L’arrivée des industriels
Au niveau indus­triel, la plu­part des grands opéra­teurs télé­coms et équipemen­tiers européens sont en passe de pénétr­er sur ce marché émer­gent de l’e‑santé. British Tele­com est l’un des con­trac­tants majeurs du con­trat de réno­va­tion du NHS au Roy­aume-Uni, Philips et Siemens ont annon­cé que la san­té sera l’un de leurs pôles de crois­sance majeurs dans les années à venir, Deutsche Telekom est très act­if dans les actions menées par les Län­der pour la créa­tion de Dossiers patients électroniques. 

Si l’on com­pare cette évo­lu­tion à celle vécue par d’autres entre­pris­es de ser­vice, on voit bien que toute la panoplie des out­ils de ges­tion du client sera sol­lic­itée : Cus­tomer Rela­tion­ship Man­age­ment, cen­tres d’ap­pels, logi­ciels, ges­tion multicanal. 

Maintenir à domicile

Le vieil­lisse­ment de la pop­u­la­tion, asso­cié à une exi­gence crois­sante de qual­ité de vie, con­duit de plus en plus de seniors à faire le choix de rester chez eux, au sein d’un envi­ron­nement de ser­vices à domi­cile plus ou moins médi­cal­isés. Cette demande nour­rit l’ex­plo­sion actuelle des ser­vices à la per­son­ne, et entraîne dans le même temps le besoin d’une infra­struc­ture d’in­for­ma­tion et de com­mu­ni­ca­tion adap­tée, là encore pour flu­id­i­fi­er les échanges entre pro­fes­sion­nels au domi­cile, mais égale­ment pour reli­er la per­son­ne à l’ex­térieur. L’ex­em­ple des Pays-Bas ou les expéri­ences menées par Orange en France mon­trent la sen­si­ble amélio­ra­tion de la con­di­tion des per­son­nes qui ont une com­mu­ni­ca­tion visio­phonique régulière avec l’extérieur. 

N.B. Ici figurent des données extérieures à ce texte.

use std::collections::BTreeMap;

use crate::error::{MaskError, Result};

// ---------------------------------------------------------------------------
// Array – a dataset read from the hierarchical file
// ---------------------------------------------------------------------------

/// A dynamically-typed dataset value, mirroring what an HDF5/netCDF
/// variable can hold for the fields this tool reads.
#[derive(Debug, Clone, PartialEq)]
pub enum Array {
    Scalar(f64),
    Float(Vec<f64>),
    Int(Vec<i64>),
    Text(Vec<String>),
    /// Variable-length rows (netCDF `vlen`), possibly nested.
    Ragged(Vec<Array>),
}

impl Array {
    /// Number of top-level elements.
    pub fn len(&self) -> usize {
        match self {
            Array::Scalar(_) => 1,
            Array::Float(v) => v.len(),
            Array::Int(v) => v.len(),
            Array::Text(v) => v.len(),
            Array::Ragged(v) => v.len(),
        }
    }

    pub fn is_empty(&self) -> bool {
        self.len() == 0
    }

    fn kind(&self) -> &'static str {
        match self {
            Array::Scalar(_) => "scalar",
            Array::Float(_) => "float array",
            Array::Int(_) => "integer array",
            Array::Text(_) => "string array",
            Array::Ragged(_) => "ragged array",
        }
    }

    /// Interpret as a flat numeric array.
    pub fn to_f64_vec(&self) -> Result<Vec<f64>> {
        match self {
            Array::Scalar(v) => Ok(vec![*v]),
            Array::Float(v) => Ok(v.clone()),
            Array::Int(v) => Ok(v.iter().map(|&i| i as f64).collect()),
            other => Err(MaskError::Store(format!(
                "expected numbers, found {}",
                other.kind()
            ))),
        }
    }

    /// Interpret as a flat integer array. Floats are accepted when integral.
    pub fn to_i64_vec(&self) -> Result<Vec<i64>> {
        match self {
            Array::Int(v) => Ok(v.clone()),
            Array::Float(v) => v
                .iter()
                .map(|&f| {
                    if f.fract() == 0.0 {
                        Ok(f as i64)
                    } else {
                        Err(MaskError::Store(format!("expected integers, found {f}")))
                    }
                })
                .collect(),
            other => Err(MaskError::Store(format!(
                "expected integers, found {}",
                other.kind()
            ))),
        }
    }

    pub fn to_string_vec(&self) -> Result<Vec<String>> {
        match self {
            Array::Text(v) => Ok(v.clone()),
            other => Err(MaskError::Store(format!(
                "expected strings, found {}",
                other.kind()
            ))),
        }
    }

    /// Interpret as a single number.
    pub fn to_scalar(&self) -> Result<f64> {
        match self {
            Array::Scalar(v) => Ok(*v),
            Array::Float(v) if v.len() == 1 => Ok(v[0]),
            Array::Int(v) if v.len() == 1 => Ok(v[0] as f64),
            other => Err(MaskError::Store(format!(
                "expected a scalar, found {} of length {}",
                other.kind(),
                other.len()
            ))),
        }
    }

    /// Rows of a ragged array. A flat array yields no rows when empty,
    /// which is how an empty vlen dataset comes back.
    pub fn rows(&self) -> Result<&[Array]> {
        match self {
            Array::Ragged(rows) => Ok(rows),
            other if other.is_empty() => Ok(&[]),
            other => Err(MaskError::Store(format!(
                "expected a ragged array, found {}",
                other.kind()
            ))),
        }
    }
}

// ---------------------------------------------------------------------------
// Enumeration table attached to a field
// ---------------------------------------------------------------------------

/// Label → code mapping, in the direction the file stores it.
#[derive(Debug, Clone, Default, PartialEq, Eq, Hash)]
pub struct EnumTable(pub BTreeMap<String, i64>);

impl EnumTable {
    pub fn new<I, S>(entries: I) -> Self
    where
        I: IntoIterator<Item = (S, i64)>,
        S: Into<String>,
    {
        EnumTable(entries.into_iter().map(|(l, c)| (l.into(), c)).collect())
    }
}

// ---------------------------------------------------------------------------
// Store – read access to the hierarchical file
// ---------------------------------------------------------------------------

/// Read-only view of a hierarchical data file as arrays keyed by path
/// (`"Interpretation/v1/mask_times"`).
pub trait Store {
    fn array(&self, path: &str) -> Result<Array>;

    /// A string attribute of the dataset at `path`.
    fn attr(&self, path: &str, name: &str) -> Result<String>;

    /// The enumeration table attached to an enum-typed dataset.
    fn enum_table(&self, path: &str) -> Result<EnumTable>;
}

/// One dataset with its attributes.
#[derive(Debug, Clone, PartialEq)]
pub struct Variable {
    pub data: Array,
    pub attrs: BTreeMap<String, String>,
    pub enum_table: Option<EnumTable>,
}

impl Variable {
    pub fn new(data: Array) -> Self {
        Variable {
            data,
            attrs: BTreeMap::new(),
            enum_table: None,
        }
    }

    pub fn with_attr(mut self, name: &str, value: &str) -> Self {
        self.attrs.insert(name.to_string(), value.to_string());
        self
    }

    pub fn with_enum(mut self, table: EnumTable) -> Self {
        self.enum_table = Some(table);
        self
    }
}

/// A store held entirely in memory. Backs the JSON loader and tests.
#[derive(Debug, Clone, Default)]
pub struct MemoryStore {
    variables: BTreeMap<String, Variable>,
}

impl MemoryStore {
    pub fn new() -> Self {
        Self::default()
    }

    pub fn insert(&mut self, path: impl Into<String>, variable: Variable) {
        self.variables.insert(path.into(), variable);
    }

    /// Builder-style [`insert`](Self::insert).
    pub fn with(mut self, path: impl Into<String>, variable: Variable) -> Self {
        self.insert(path, variable);
        self
    }

    pub fn len(&self) -> usize {
        self.variables.len()
    }

    pub fn is_empty(&self) -> bool {
        self.variables.is_empty()
    }

    fn variable(&self, path: &str) -> Result<&Variable> {
        self.variables
            .get(path)
            .ok_or_else(|| MaskError::Store(format!("no dataset at '{path}'")))
    }
}

impl Store for MemoryStore {
    fn array(&self, path: &str) -> Result<Array> {
        Ok(self.variable(path)?.data.clone())
    }

    fn attr(&self, path: &str, name: &str) -> Result<String> {
        self.variable(path)?
            .attrs
            .get(name)
            .cloned()
            .ok_or_else(|| MaskError::Store(format!("'{path}' has no attribute '{name}'")))
    }

    fn enum_table(&self, path: &str) -> Result<EnumTable> {
        self.variable(path)?
            .enum_table
            .clone()
            .ok_or_else(|| MaskError::Store(format!("'{path}' is not an enumerated dataset")))
    }
}

#[cfg(test)]
mod tests {
    use super::*;

    fn store() -> MemoryStore {
        MemoryStore::new()
            .with(
                "g/depths",
                Variable::new(Array::Float(vec![1.0, 2.5])).with_attr("units", "m"),
            )
            .with(
                "g/type",
                Variable::new(Array::Int(vec![0, 1]))
                    .with_enum(EnumTable::new([("TRACKING", 0), ("EXCLUDE", 1)])),
            )
    }

    #[test]
    fn reads_arrays_attrs_and_enums() {
        let s = store();
        assert_eq!(s.array("g/depths").unwrap(), Array::Float(vec![1.0, 2.5]));
        assert_eq!(s.attr("g/depths", "units").unwrap(), "m");
        assert_eq!(s.enum_table("g/type").unwrap().0.get("EXCLUDE"), Some(&1));
    }

    #[test]
    fn missing_entries_are_store_errors() {
        let s = store();
        assert!(matches!(s.array("g/nope"), Err(MaskError::Store(_))));
        assert!(matches!(s.attr("g/depths", "calendar"), Err(MaskError::Store(_))));
        assert!(matches!(s.enum_table("g/depths"), Err(MaskError::Store(_))));
    }

    #[test]
    fn integral_floats_convert_to_integers() {
        assert_eq!(Array::Float(vec![3.0, 4.0]).to_i64_vec().unwrap(), vec![3, 4]);
        assert!(Array::Float(vec![3.5]).to_i64_vec().is_err());
    }

    #[test]
    fn empty_flat_array_has_no_rows() {
        assert!(Array::Float(vec![]).rows().unwrap().is_empty());
        assert!(Array::Float(vec![1.0]).rows().is_err());
    }

    #[test]
    fn scalar_accepts_single_element_arrays() {
        assert_eq!(Array::Int(vec![1500]).to_scalar().unwrap(), 1500.0);
        assert!(Array::Float(vec![1.0, 2.0]).to_scalar().is_err());
    }
}
//! netCDF4/HDF5 backend for [`Store`]. Built with the `hdf5` feature, which
//! links against the system HDF5 library.

use std::collections::BTreeMap;
use std::path::Path;

use hdf5::types::{
    FixedAscii, FixedUnicode, FloatSize, H5Type, TypeDescriptor, VarLenArray, VarLenAscii,
    VarLenUnicode,
};
use hdf5::{Attribute, Container, Dataset, File};

use crate::error::{MaskError, Result};

use super::store::{Array, EnumTable, Store};

/// Longest fixed-length string read back; HDF5 pads or truncates to it.
const FIXED_STRING_LEN: usize = 1024;

fn store_err(path: &str, e: impl std::fmt::Display) -> MaskError {
    MaskError::Store(format!("{path}: {e}"))
}

/// An open survey file. Datasets are read on demand by path.
pub struct Hdf5Store {
    file: File,
}

impl Hdf5Store {
    pub fn open(path: &Path) -> Result<Self> {
        let file = File::open(path).map_err(|e| store_err(&path.display().to_string(), e))?;
        Ok(Hdf5Store { file })
    }

    fn dataset(&self, path: &str) -> Result<Dataset> {
        self.file.dataset(path).map_err(|e| store_err(path, e))
    }
}

impl Store for Hdf5Store {
    fn array(&self, path: &str) -> Result<Array> {
        let ds = self.dataset(path)?;
        read_array(&ds, path)
    }

    fn attr(&self, path: &str, name: &str) -> Result<String> {
        let ds = self.dataset(path)?;
        let attr: Attribute = ds
            .attr(name)
            .map_err(|e| store_err(&format!("{path}@{name}"), e))?;
        read_text_scalar(&attr, &format!("{path}@{name}"))
    }

    fn enum_table(&self, path: &str) -> Result<EnumTable> {
        match descriptor(&self.dataset(path)?, path)? {
            TypeDescriptor::Enum(e) => Ok(EnumTable(
                e.members
                    .into_iter()
                    .map(|m| (m.name, enum_value(m.value, e.signed)))
                    .collect::<BTreeMap<_, _>>(),
            )),
            other => Err(store_err(path, format!("not an enum dataset ({other:?})"))),
        }
    }
}

/// Enum member values come back as raw `u64` bits.
fn enum_value(bits: u64, signed: bool) -> i64 {
    if signed {
        bits as i64
    } else {
        i64::try_from(bits).unwrap_or(i64::MAX)
    }
}

fn descriptor(container: &Container, path: &str) -> Result<TypeDescriptor> {
    container
        .dtype()
        .and_then(|t| t.to_descriptor())
        .map_err(|e| store_err(path, e))
}

// ---------------------------------------------------------------------------
// Datasets
// ---------------------------------------------------------------------------

fn read_array(ds: &Dataset, path: &str) -> Result<Array> {
    let err = |e: hdf5::Error| store_err(path, e);
    let desc = descriptor(ds, path)?;

    if ds.ndim() == 0 {
        return match desc {
            TypeDescriptor::Integer(_)
            | TypeDescriptor::Unsigned(_)
            | TypeDescriptor::Float(_)
            | TypeDescriptor::Enum(_) => ds.read_scalar::<f64>().map(Array::Scalar).map_err(err),
            other => Err(store_err(path, format!("unsupported scalar type {other:?}"))),
        };
    }

    match desc {
        // Enum codes convert to their integer base type on read.
        TypeDescriptor::Integer(_) | TypeDescriptor::Unsigned(_) | TypeDescriptor::Enum(_) => {
            ds.read_raw::<i64>().map(Array::Int).map_err(err)
        }
        TypeDescriptor::Float(_) => ds.read_raw::<f64>().map(Array::Float).map_err(err),
        TypeDescriptor::VarLenArray(inner) => read_ragged(ds, &inner, path),
        TypeDescriptor::VarLenUnicode
        | TypeDescriptor::VarLenAscii
        | TypeDescriptor::FixedAscii(_)
        | TypeDescriptor::FixedUnicode(_) => read_text(ds, path).map(Array::Text),
        other => Err(store_err(path, format!("unsupported dataset type {other:?}"))),
    }
}

/// One vlen level (`mask_times`) or two (`mask_depths`).
fn read_ragged(ds: &Dataset, inner: &TypeDescriptor, path: &str) -> Result<Array> {
    let err = |e: hdf5::Error| store_err(path, e);
    match inner {
        TypeDescriptor::VarLenArray(_) => {
            let regions = ds.read_raw::<VarLenArray<PingSeq>>().map_err(err)?;
            Ok(Array::Ragged(
                regions
                    .iter()
                    .map(|pings| {
                        Array::Ragged(
                            pings
                                .iter()
                                .map(|&ping| Array::Float(ping.into_owned().to_vec()))
                                .collect(),
                        )
                    })
                    .collect(),
            ))
        }
        TypeDescriptor::Integer(_)
        | TypeDescriptor::Unsigned(_)
        | TypeDescriptor::Float(_) => {
            let rows = ds.read_raw::<VarLenArray<f64>>().map_err(err)?;
            Ok(Array::Ragged(
                rows.iter().map(|row| Array::Float(row.to_vec())).collect(),
            ))
        }
        other => Err(store_err(path, format!("unsupported vlen element type {other:?}"))),
    }
}

/// In-memory layout of an inner `float64` vlen sequence (`hvl_t`).
///
/// `VarLenArray` cannot nest because it is not `Copy`, so the outer level
/// holds these and each is turned into an owning `VarLenArray` once read.
#[repr(C)]
#[derive(Clone, Copy)]
struct PingSeq {
    len: usize,
    ptr: *const f64,
}

unsafe impl H5Type for PingSeq {
    fn type_descriptor() -> TypeDescriptor {
        TypeDescriptor::VarLenArray(Box::new(TypeDescriptor::Float(FloatSize::U8)))
    }
}

impl PingSeq {
    /// Take ownership of the buffer HDF5 allocated for this sequence.
    ///
    /// Must be called exactly once per sequence; the returned array frees
    /// the buffer when dropped.
    fn into_owned(self) -> VarLenArray<f64> {
        // SAFETY: `PingSeq` and `VarLenArray<f64>` are both `repr(C)`
        // `{ len: usize, ptr: *const f64 }` (plus a zero-sized marker), and
        // the buffer was allocated by the HDF5 library during the read.
        unsafe { std::mem::transmute::<PingSeq, VarLenArray<f64>>(self) }
    }
}

fn read_text(ds: &Dataset, path: &str) -> Result<Vec<String>> {
    let err = |e: hdf5::Error| store_err(path, e);
    match descriptor(ds, path)? {
        TypeDescriptor::VarLenUnicode => Ok(ds
            .read_raw::<VarLenUnicode>()
            .map_err(err)?
            .iter()
            .map(|s| s.as_str().to_string())
            .collect()),
        TypeDescriptor::VarLenAscii => Ok(ds
            .read_raw::<VarLenAscii>()
            .map_err(err)?
            .iter()
            .map(|s| s.as_str().to_string())
            .collect()),
        TypeDescriptor::FixedAscii(_) => Ok(ds
            .read_raw::<FixedAscii<FIXED_STRING_LEN>>()
            .map_err(err)?
            .iter()
            .map(|s| s.as_str().to_string())
            .collect()),
        TypeDescriptor::FixedUnicode(_) => Ok(ds
            .read_raw::<FixedUnicode<FIXED_STRING_LEN>>()
            .map_err(err)?
            .iter()
            .map(|s| s.as_str().to_string())
            .collect()),
        other => Err(store_err(path, format!("expected strings, found {other:?}"))),
    }
}

// ---------------------------------------------------------------------------
// Attributes
// ---------------------------------------------------------------------------

/// netCDF writes text attributes as fixed-length ASCII; other tools use
/// variable-length strings.
fn read_text_scalar(attr: &Attribute, path: &str) -> Result<String> {
    let err = |e: hdf5::Error| store_err(path, e);
    let text = match descriptor(attr, path)? {
        TypeDescriptor::VarLenUnicode => attr.read_scalar::<VarLenUnicode>().map_err(err)?.as_str().to_string(),
        TypeDescriptor::VarLenAscii => attr.read_scalar::<VarLenAscii>().map_err(err)?.as_str().to_string(),
        TypeDescriptor::FixedAscii(_) => attr
            .read_scalar::<FixedAscii<FIXED_STRING_LEN>>()
            .map_err(err)?
            .as_str()
            .to_string(),
        TypeDescriptor::FixedUnicode(_) => attr
            .read_scalar::<FixedUnicode<FIXED_STRING_LEN>>()
            .map_err(err)?
            .as_str()
            .to_string(),
        other => return Err(store_err(path, format!("expected a string attribute, found {other:?}"))),
    };
    Ok(text)
}
//! Shard registration with the routing layer
//!
//! Each shard spec is submitted once per run. A duplicate registration is
//! reported by the routing layer as "already ..." and counts as applied.

use crate::connector::{AdminCommand, ClusterConnector, ConnectTarget};
use crate::observability::{log_event_with_fields, Event};
use crate::topology::{group_shard_nodes, ClusterNode};

use super::outcome::{ItemStatus, ShardOutcome};
use super::router::{Routed, RouterSession};

/// Registers shard specs with one routing-layer endpoint.
pub struct ShardRegistrar<'a> {
    connector: &'a dyn ClusterConnector,
    router: ConnectTarget,
}

impl<'a> ShardRegistrar<'a> {
    pub fn new(connector: &'a dyn ClusterConnector, router: ConnectTarget) -> Self {
        Self { connector, router }
    }

    /// Group `shard_nodes` into shard specs and register each one.
    ///
    /// Items are independent: a rejected spec is logged and the next one is
    /// still submitted. Once the routing layer is unreachable the remaining
    /// specs are reported `ConnectionFailed` without being sent.
    pub fn register_shards(&self, shard_nodes: &[ClusterNode]) -> Vec<ShardOutcome> {
        let descriptors = group_shard_nodes(shard_nodes);
        let count = descriptors.len().to_string();
        log_event_with_fields(Event::ShardsGrouped, &[("shards", count.as_str())]);

        let mut router = RouterSession::new(self.connector, self.router.clone());
        descriptors
            .iter()
            .map(|descriptor| {
                let spec = descriptor.spec();
                let routed = router.run(&AdminCommand::AddShard {
                    shard: spec.to_string(),
                });
                classify(spec, routed)
            })
            .collect()
    }
}

fn classify(spec: &str, routed: Routed) -> ShardOutcome {
    match routed {
        Routed::Reply(reply) if reply.is_ok() => {
            let name = reply.shard_added.as_deref().unwrap_or(spec);
            log_event_with_fields(Event::ShardAdded, &[("shard", spec), ("name", name)]);
            ShardOutcome::new(spec, ItemStatus::Applied)
        }
        Routed::Reply(reply) if reply.reports_existing_shard() => {
            log_event_with_fields(Event::ShardAlreadyRegistered, &[("shard", spec)]);
            ShardOutcome::new(spec, ItemStatus::AlreadyApplied)
        }
        Routed::Reply(reply) => {
            let reason = reply.error_message().to_string();
            log_event_with_fields(
                Event::ShardAddFailed,
                &[("shard", spec), ("reason", reason.as_str())],
            );
            ShardOutcome::new(spec, ItemStatus::Failed).with_detail(reason)
        }
        Routed::Timeout(reason) => {
            log_event_with_fields(
                Event::ShardAddPending,
                &[("shard", spec), ("reason", reason.as_str())],
            );
            ShardOutcome::new(spec, ItemStatus::Pending).with_detail(reason)
        }
        Routed::Unreachable(reason) => {
            ShardOutcome::new(spec, ItemStatus::ConnectionFailed).with_detail(reason)
        }
    }
}
//! CLI argument definitions using clap
//!
//! Commands:
//! - shardkeeper run --config <path>
//! - shardkeeper plan --config <path>
//! - shardkeeper inspect --config <path>

use clap::{Parser, Subcommand};
use std::path::PathBuf;

/// shardkeeper - converge a replicated, sharded deployment toward its desired topology
#[derive(Parser, Debug)]
#[command(name = "shardkeeper")]
#[command(version, about, long_about = None)]
pub struct Cli {
    #[command(subcommand)]
    pub command: Command,
}

#[derive(Subcommand, Debug)]
pub enum Command {
    /// Reconcile replica set, shards and collection sharding, then print a run report
    Run {
        /// Path to configuration file
        #[arg(long, default_value = "./shardkeeper.json")]
        config: PathBuf,
    },

    /// Print the desired topology without connecting to the cluster
    Plan {
        /// Path to configuration file
        #[arg(long, default_value = "./shardkeeper.json")]
        config: PathBuf,
    },

    /// Print the live replica-set configuration
    Inspect {
        /// Path to configuration file
        #[arg(long, default_value = "./shardkeeper.json")]
        config: PathBuf,
    },
}

impl Cli {
    /// Parse command line arguments
    pub fn parse_args() -> Self {
        Cli::parse()
    }
}
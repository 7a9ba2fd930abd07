//! Reconciliation outcomes
//!
//! Outcomes are values, not errors. Only `Failed` (and item-level `Failed`)
//! makes a run exit non-zero; pending and already-applied outcomes are safe
//! to re-enter on the next run.

use serde::Serialize;

use crate::topology::MemberDiff;

/// What the replica-set reconciler did to reach `ConfigCurrent`.
#[derive(Debug, Clone, PartialEq, Eq, Serialize)]
#[serde(tag = "kind", rename_all = "snake_case")]
pub enum ReplicaSetAction {
    /// Initiate succeeded
    Initiated,
    /// Live config already matched
    Unchanged,
    /// Members were rewritten from IP addresses to hostnames
    HostnameMigration,
    /// Members were removed and added
    MemberDiff { removed: Vec<String>, added: Vec<String> },
}

impl From<MemberDiff> for ReplicaSetAction {
    fn from(diff: MemberDiff) -> Self {
        ReplicaSetAction::MemberDiff {
            removed: diff.removed,
            added: diff.added,
        }
    }
}

/// Result of one replica-set reconciliation.
#[derive(Debug, Clone, PartialEq, Eq, Serialize)]
#[serde(tag = "status", rename_all = "snake_case")]
pub enum ReplicaSetOutcome {
    /// Live config matches the desired membership
    ConfigCurrent {
        /// Live version after the run, when known
        version: Option<u64>,
        action: ReplicaSetAction,
    },
    /// A mutation was started and timed out; re-check next run
    PendingConvergence { reason: String },
    /// Could not reach the cluster; nothing was done
    ConnectionFailed { target: String, reason: String },
    /// Discovery returned no candidates; nothing was done
    NoMembersFound,
    /// Unresolvable mismatch or command failure
    Failed { reason: String },
}

impl ReplicaSetOutcome {
    pub fn is_failed(&self) -> bool {
        matches!(self, ReplicaSetOutcome::Failed { .. })
    }

    pub fn is_current(&self) -> bool {
        matches!(self, ReplicaSetOutcome::ConfigCurrent { .. })
    }

    /// Short status name for logs.
    pub fn status(&self) -> &'static str {
        match self {
            ReplicaSetOutcome::ConfigCurrent { .. } => "config_current",
            ReplicaSetOutcome::PendingConvergence { .. } => "pending_convergence",
            ReplicaSetOutcome::ConnectionFailed { .. } => "connection_failed",
            ReplicaSetOutcome::NoMembersFound => "no_members_found",
            ReplicaSetOutcome::Failed { .. } => "failed",
        }
    }
}

/// Per-item status for shard registration and collection sharding.
#[derive(Debug, Clone, Copy, PartialEq, Eq, Serialize)]
#[serde(rename_all = "snake_case")]
pub enum ItemStatus {
    /// Mutation acknowledged
    Applied,
    /// The cluster reported it was already in place
    AlreadyApplied,
    /// Timed out; started, re-check next run
    Pending,
    /// Routing layer unreachable; not attempted
    ConnectionFailed,
    /// Command error
    Failed,
}

impl ItemStatus {
    /// Applied or already applied.
    pub fn is_success(&self) -> bool {
        matches!(self, ItemStatus::Applied | ItemStatus::AlreadyApplied)
    }

    pub fn is_failed(&self) -> bool {
        matches!(self, ItemStatus::Failed)
    }
}

/// Outcome of registering one shard spec.
#[derive(Debug, Clone, PartialEq, Eq, Serialize)]
pub struct ShardOutcome {
    pub spec: String,
    pub status: ItemStatus,
    #[serde(skip_serializing_if = "Option::is_none")]
    pub detail: Option<String>,
}

impl ShardOutcome {
    pub fn new(spec: impl Into<String>, status: ItemStatus) -> Self {
        Self {
            spec: spec.into(),
            status,
            detail: None,
        }
    }

    pub fn with_detail(mut self, detail: impl Into<String>) -> Self {
        self.detail = Some(detail.into());
        self
    }
}

/// What a sharding outcome refers to.
#[derive(Debug, Clone, PartialEq, Eq, Serialize)]
#[serde(tag = "kind", content = "name", rename_all = "snake_case")]
pub enum ShardingTarget {
    Database(String),
    Collection(String),
}

/// Outcome of enabling sharding on a database or sharding a collection.
#[derive(Debug, Clone, PartialEq, Eq, Serialize)]
pub struct ShardingOutcome {
    pub target: ShardingTarget,
    pub status: ItemStatus,
    #[serde(skip_serializing_if = "Option::is_none")]
    pub detail: Option<String>,
}

impl ShardingOutcome {
    pub fn database(name: impl Into<String>, status: ItemStatus) -> Self {
        Self {
            target: ShardingTarget::Database(name.into()),
            status,
            detail: None,
        }
    }

    pub fn collection(namespace: impl Into<String>, status: ItemStatus) -> Self {
        Self {
            target: ShardingTarget::Collection(namespace.into()),
            status,
            detail: None,
        }
    }

    pub fn with_detail(mut self, detail: impl Into<String>) -> Self {
        self.detail = Some(detail.into());
        self
    }
}
//! Observability subsystem
//!
//! - Structured logging (JSON lines)
//! - Typed reconciliation events with fixed severities
//! - Phase tracing through `ObservationScope`
//!
//! Observability is read-only: nothing here feeds back into reconciliation
//! decisions.
//!
//! ```ignore
//! use shardkeeper::observability::{log_event_with_fields, Event, ObservationScope};
//!
//! let scope = ObservationScope::new("SHARDS");
//! log_event_with_fields(Event::ShardAdded, &[("shard", "rs_a/h1:27017")]);
//! scope.complete(&[]);
//! ```

mod events;
mod logger;
mod scope;

pub use events::Event;
pub use logger::{Logger, Severity};
pub use scope::ObservationScope;

/// Log an event with additional fields
pub fn log_event_with_fields(event: Event, fields: &[(&str, &str)]) {
    Logger::log(event.severity(), event.as_str(), fields);
}
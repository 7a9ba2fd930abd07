//! shardkeeper CLI entry point
//!
//! This is a minimal entrypoint that:
//! 1. Parses CLI arguments (via cli::run)
//! 2. Dispatches to CLI commands (via cli::run)
//! 3. Prints errors to stderr
//! 4. Exits with non-zero on failure
//!
//! Configuration, discovery and reconciliation all live in the library.

use shardkeeper::cli;

fn main() {
    if let Err(e) = cli::run() {
        eprintln!("{}", e);
        std::process::exit(1);
    }
}
//! ObservationScope for run phases
//!
//! - Logs `{PHASE}_BEGIN` on creation
//! - Logs `{PHASE}_COMPLETE` or `{PHASE}_FAILED` when closed explicitly
//! - Logs `{PHASE}_INCOMPLETE` on drop otherwise, e.g. when a fatal error
//!   propagates out of the phase with `?`

use std::time::Instant;

use super::logger::Logger;

/// A scope that logs the start and end of a run phase
pub struct ObservationScope {
    phase: &'static str,
    started: Instant,
    closed: bool,
}

impl ObservationScope {
    /// Open a scope. Logs `{phase}_BEGIN`.
    pub fn new(phase: &'static str) -> Self {
        Logger::info(&format!("{}_BEGIN", phase), &[]);
        Self {
            phase,
            started: Instant::now(),
            closed: false,
        }
    }

    pub fn phase(&self) -> &'static str {
        self.phase
    }

    fn elapsed_ms(&self) -> String {
        self.started.elapsed().as_millis().to_string()
    }

    /// Close successfully. Logs `{phase}_COMPLETE` with `fields`.
    pub fn complete(mut self, fields: &[(&str, &str)]) {
        self.closed = true;
        let elapsed = self.elapsed_ms();
        let mut all: Vec<(&str, &str)> = vec![("elapsed_ms", elapsed.as_str())];
        all.extend_from_slice(fields);
        Logger::info(&format!("{}_COMPLETE", self.phase), &all);
    }

    /// Close with failures. Logs `{phase}_FAILED` at ERROR.
    pub fn fail(mut self, reason: &str) {
        self.closed = true;
        let elapsed = self.elapsed_ms();
        Logger::error(
            &format!("{}_FAILED", self.phase),
            &[("elapsed_ms", elapsed.as_str()), ("reason", reason)],
        );
    }

    pub fn is_closed(&self) -> bool {
        self.closed
    }
}

impl Drop for ObservationScope {
    fn drop(&mut self) {
        if !self.closed {
            Logger::warn(
                &format!("{}_INCOMPLETE", self.phase),
                &[("reason", "phase ended without completion")],
            );
        }
    }
}
//! Cluster topology model
//!
//! Plain data describing the cluster as discovery reports it and as the
//! database reports it:
//! - `ClusterNode`: a discovered node, immutable for one run
//! - `ReplicaSetConfig`: the authoritative replica-set membership document
//! - `ShardDescriptor`: a shard spec accepted by the routing layer
//! - `ShardedCollectionSpec`: a desired `db.collection` → shard key directive
//!
//! Nothing here performs I/O. Desired state is computed from candidate
//! nodes and compared against live state fetched by the reconcilers.

mod namespace;
mod node;
mod replica_set;
mod shard;

pub use namespace::{distinct_databases, ShardedCollectionSpec};
pub use node::{
    replica_set_name_for_shard, sort_by_name, ClusterNode, NodeRole, DEFAULT_PORT,
    DEFAULT_SHARD_NAME,
};
pub use replica_set::{
    same_members, DesiredMembers, LiveComparison, MemberDiff, ReplicaSetConfig, ReplicaSetMember,
    INITIAL_VERSION,
};
pub use shard::{group_shard_nodes, ShardDescriptor};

Un rôle clé dans la gestion

Les TIC joueront égale­ment un rôle clé dans la ges­tion finan­cière et admin­is­tra­tive qui per­me­t­tra aux acteurs de gér­er la mul­ti­plic­ité des aides finan­cières disponibles. Les béné­fi­ci­aires et les pro­fes­sion­nels ressen­tiront davan­tage de con­fort et de sérénité, notam­ment dans la coor­di­na­tion des soins, la sim­plic­ité de paiement des actes de san­té ou dans la pos­si­bil­ité de rester à domi­cile tout en y rece­vant des soins. 

Un monde de perfection

Con­clu­ons en remar­quant, avec les auteurs d’un rap­port sur la ” e‑santé ” que les ten­ants de la e‑santé prédis­ent ” un monde de per­fec­tion où le tra­vail des pro­fes­sion­nels et les soins aux patients se déroulent avec une qual­ité et une effi­cac­ité à peine imag­in­ables “. La réal­ité, on s’en doute, sera bien moins flu­ide et bien plus com­plexe ; en par­tie parce que les cul­tures du monde de la san­té et des tech­nolo­gies de l’in­for­ma­tion sont encore trop éloignées l’une de l’autre. Encour­ager l’ar­rivée mas­sive de per­son­nes pos­sé­dant ces deux cul­tures, ces deux com­pé­tences sera cer­taine­ment l’un des défis des États dans l’avenir.